By Allen Guelzo, Ph.D., Gettysburg College
Alexander Hamilton would have preferred the devil to Thomas Jefferson as president, and he didn’t hesitate to lay out suggestive snares in Aaron Burr’s path, that Federalists in the House might be willing to unload their votes on him. He didn’t openly campaign against Jefferson, but he allowed his allies to seduce Republican congressmen to vote for Burr.

The Struggle Between Burr and Jefferson for Presidency
Jefferson easily outscored John Adams in the Electoral College, 73 to 65. But Burr, running on Jefferson’s coattails, had also tallied 73 electoral votes, and this meant that, by the terms of Article 2, Section 1 of the Constitution, the House of Representatives would have to sort out “by Ballot one of them for President”, based on a majority of states voting as entire delegations.
Jefferson wrote uneasily to Burr on December 15, 1800, to suggest that this was simply an oversight. “Decency required that I should be so entirely passive during the late contest that I never once asked whether arrangements had been made to prevent” a tie vote by Republican electors.

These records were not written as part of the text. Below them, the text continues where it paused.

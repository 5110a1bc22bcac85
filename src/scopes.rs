//! OAuth2 scopes recognized by the WHOOP developer API.

/// An OAuth2 scope required to access specific WHOOP API endpoints.
#[derive(Debug, Clone, Copy, PartialEq, Eq, Hash)]
pub enum Scope {
    /// Read the user's recovery data.
    ReadRecovery,
    /// Read the user's physiological cycles.
    ReadCycles,
    /// Read the user's sleep data.
    ReadSleep,
    /// Read the user's workout data.
    ReadWorkout,
    /// Read the user's basic profile.
    ReadProfile,
    /// Read the user's body measurements.
    ReadBodyMeasurement,
}

impl Scope {
    /// The scope string as it appears in an OAuth2 authorization request.
    pub fn as_str(&self) -> &'static str {
        match self {
            Scope::ReadRecovery => "read:recovery",
            Scope::ReadCycles => "read:cycles",
            Scope::ReadSleep => "read:sleep",
            Scope::ReadWorkout => "read:workout",
            Scope::ReadProfile => "read:profile",
            Scope::ReadBodyMeasurement => "read:body_measurement",
        }
    }
}

impl std::fmt::Display for Scope {
    fn fmt(&self, f: &mut std::fmt::Formatter<'_>) -> std::fmt::Result {
        f.write_str(self.as_str())
    }
}
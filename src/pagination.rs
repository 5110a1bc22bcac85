//! List options and page cursors for paginated WHOOP collections.

use chrono::{DateTime, SecondsFormat, Utc};
use serde::Deserialize;

/// Optional parameters accepted by the collection `List` endpoints.
#[derive(Debug, Clone, Default, PartialEq, Eq)]
pub struct ListOptions {
    /// Maximum number of items per page. The API caps this at 50.
    pub limit: Option<u32>,
    /// Earliest record time to fetch, inclusive.
    pub start: Option<DateTime<Utc>>,
    /// Latest record time to fetch, inclusive.
    pub end: Option<DateTime<Utc>>,
    /// Cursor for the next page, as returned in [`Page::next_token`].
    pub next_token: Option<String>,
}

impl ListOptions {
    /// Creates empty options.
    pub fn new() -> Self {
        Self::default()
    }

    /// Sets the page size limit.
    pub fn limit(mut self, limit: u32) -> Self {
        self.limit = Some(limit);
        self
    }

    /// Sets the earliest record time, inclusive.
    pub fn start(mut self, start: DateTime<Utc>) -> Self {
        self.start = Some(start);
        self
    }

    /// Sets the latest record time, inclusive.
    pub fn end(mut self, end: DateTime<Utc>) -> Self {
        self.end = Some(end);
        self
    }

    /// Sets the next-page cursor.
    pub fn next_token(mut self, token: impl Into<String>) -> Self {
        self.next_token = Some(token.into());
        self
    }

    fn query_string(&self) -> Option<String> {
        let mut query = url::form_urlencoded::Serializer::new(String::new());
        if let Some(limit) = self.limit {
            query.append_pair("limit", &limit.to_string());
        }
        if let Some(start) = self.start {
            query.append_pair("start", &start.to_rfc3339_opts(SecondsFormat::Secs, true));
        }
        if let Some(end) = self.end {
            query.append_pair("end", &end.to_rfc3339_opts(SecondsFormat::Secs, true));
        }
        if let Some(token) = self.next_token.as_deref().filter(|t| !t.is_empty()) {
            query.append_pair("nextToken", token);
        }

        let encoded = query.finish();
        if encoded.is_empty() {
            None
        } else {
            Some(encoded)
        }
    }
}

/// Append the encoded options, if any, to an endpoint path.
pub(crate) fn paged_path(path: &str, opts: &ListOptions) -> String {
    match opts.query_string() {
        Some(query) => format!("{path}?{query}"),
        None => path.to_string(),
    }
}

/// One page of a paginated WHOOP collection.
#[derive(Debug, Clone, Deserialize)]
#[serde(bound(deserialize = "T: Deserialize<'de>"))]
pub struct Page<T> {
    /// The records in this page.
    #[serde(default)]
    pub records: Vec<T>,
    /// Cursor for the following page; absent or empty on the last page.
    #[serde(default)]
    pub next_token: Option<String>,
}

impl<T> Page<T> {
    /// Whether a following page exists.
    pub fn has_next(&self) -> bool {
        self.next_token.as_deref().is_some_and(|t| !t.is_empty())
    }

    /// Options for fetching the page after this one, carrying over the
    /// original filters. Returns `None` on the last page.
    pub fn next_options(&self, current: &ListOptions) -> Option<ListOptions> {
        let token = self.next_token.as_deref().filter(|t| !t.is_empty())?;
        let mut opts = current.clone();
        opts.next_token = Some(token.to_string());
        Some(opts)
    }
}

#[cfg(test)]
mod tests {
    use super::*;
    use chrono::TimeZone;

    #[test]
    fn test_empty_options_add_no_query() {
        assert_eq!(paged_path("/cycle", &ListOptions::new()), "/cycle");
    }

    #[test]
    fn test_all_options_encoded() {
        let opts = ListOptions::new()
            .limit(25)
            .start(Utc.with_ymd_and_hms(2024, 1, 2, 3, 4, 5).unwrap())
            .end(Utc.with_ymd_and_hms(2024, 2, 3, 4, 5, 6).unwrap())
            .next_token("abc123");

        let path = paged_path("/activity/sleep", &opts);
        assert!(path.starts_with("/activity/sleep?"));
        assert!(path.contains("limit=25"));
        assert!(path.contains("start=2024-01-02T03%3A04%3A05Z"));
        assert!(path.contains("end=2024-02-03T04%3A05%3A06Z"));
        assert!(path.contains("nextToken=abc123"));
    }

    #[test]
    fn test_empty_next_token_omitted() {
        let opts = ListOptions::new().next_token("");
        assert_eq!(paged_path("/cycle", &opts), "/cycle");
    }

    #[test]
    fn test_next_options_threads_token_and_filters() {
        let page: Page<u32> = Page {
            records: vec![1, 2, 3],
            next_token: Some("cursor-2".to_string()),
        };
        let current = ListOptions::new().limit(10);

        let next = page.next_options(&current).unwrap();
        assert_eq!(next.limit, Some(10));
        assert_eq!(next.next_token.as_deref(), Some("cursor-2"));
    }

    #[test]
    fn test_last_page_has_no_next() {
        let empty: Page<u32> = Page {
            records: vec![],
            next_token: None,
        };
        assert!(!empty.has_next());
        assert!(empty.next_options(&ListOptions::new()).is_none());

        let blank: Page<u32> = Page {
            records: vec![],
            next_token: Some(String::new()),
        };
        assert!(!blank.has_next());
    }

    #[test]
    fn test_page_deserializes_wire_shape() {
        let page: Page<u32> =
            serde_json::from_str(r#"{"records":[7,8],"next_token":"tok"}"#).unwrap();
        assert_eq!(page.records, vec![7, 8]);
        assert!(page.has_next());

        let last: Page<u32> = serde_json::from_str(r#"{"records":[]}"#).unwrap();
        assert!(!last.has_next());
    }
}
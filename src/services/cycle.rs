//! Physiological cycle endpoints.

use crate::client::WhoopClient;
use crate::errors::WhoopResult;
use crate::pagination::{paged_path, ListOptions, Page};
use chrono::{DateTime, Utc};
use serde::Deserialize;
use tokio_util::sync::CancellationToken;

/// A physiological cycle, typically one awake period to the next.
#[derive(Debug, Clone, Deserialize)]
pub struct Cycle {
    /// Unique identifier of the cycle.
    pub id: i64,
    /// The WHOOP user this cycle belongs to.
    pub user_id: i64,
    /// When the cycle record was created.
    pub created_at: DateTime<Utc>,
    /// When the cycle record was last updated.
    pub updated_at: DateTime<Utc>,
    /// Start of the cycle.
    pub start: DateTime<Utc>,
    /// End of the cycle; absent while the cycle is ongoing.
    #[serde(default)]
    pub end: Option<DateTime<Utc>>,
    /// The user's timezone offset, e.g. `-05:00`.
    pub timezone_offset: String,
    /// Strain summary; absent until the cycle is scored.
    #[serde(default)]
    pub score: Option<CycleScore>,
}

/// Summary of physiological strain within a cycle.
#[derive(Debug, Clone, Deserialize)]
pub struct CycleScore {
    /// Cardiovascular strain on WHOOP's 0-21 scale.
    pub strain: f64,
    /// Energy expended during the cycle, in kilojoules.
    pub kilojoule: f64,
    /// Average heart rate in beats per minute.
    pub average_heart_rate: i32,
    /// Maximum heart rate in beats per minute.
    pub max_heart_rate: i32,
}

/// Handles communication with the cycle related endpoints.
#[derive(Debug, Clone)]
pub struct CycleService {
    client: WhoopClient,
}

impl CycleService {
    pub(crate) fn new(client: WhoopClient) -> Self {
        Self { client }
    }

    /// Fetches a single cycle by its ID.
    pub async fn get_by_id(&self, cancel: &CancellationToken, id: i64) -> WhoopResult<Cycle> {
        self.client.get_json(cancel, &format!("/cycle/{id}")).await
    }

    /// Fetches a paginated collection of cycles.
    pub async fn list(
        &self,
        cancel: &CancellationToken,
        opts: &ListOptions,
    ) -> WhoopResult<Page<Cycle>> {
        self.client.get_json(cancel, &paged_path("/cycle", opts)).await
    }
}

That turned out to be an oversight of near-fatal proportions. When the House of Representatives convened on February 11, 1801, 19 successive ballots were cast without a clear majority before an exhausting house finally recessed after midnight.
Three more ballots followed over the next two days. After seven days of haggling, with Burr’s “agents here at work with great activity, there at work”, and a total of 36 ballots being cast, finally, James Bayard, a Federalist and the lone representative of Delaware, withheld his vote from the tally, and the election was finally over. Jefferson was president.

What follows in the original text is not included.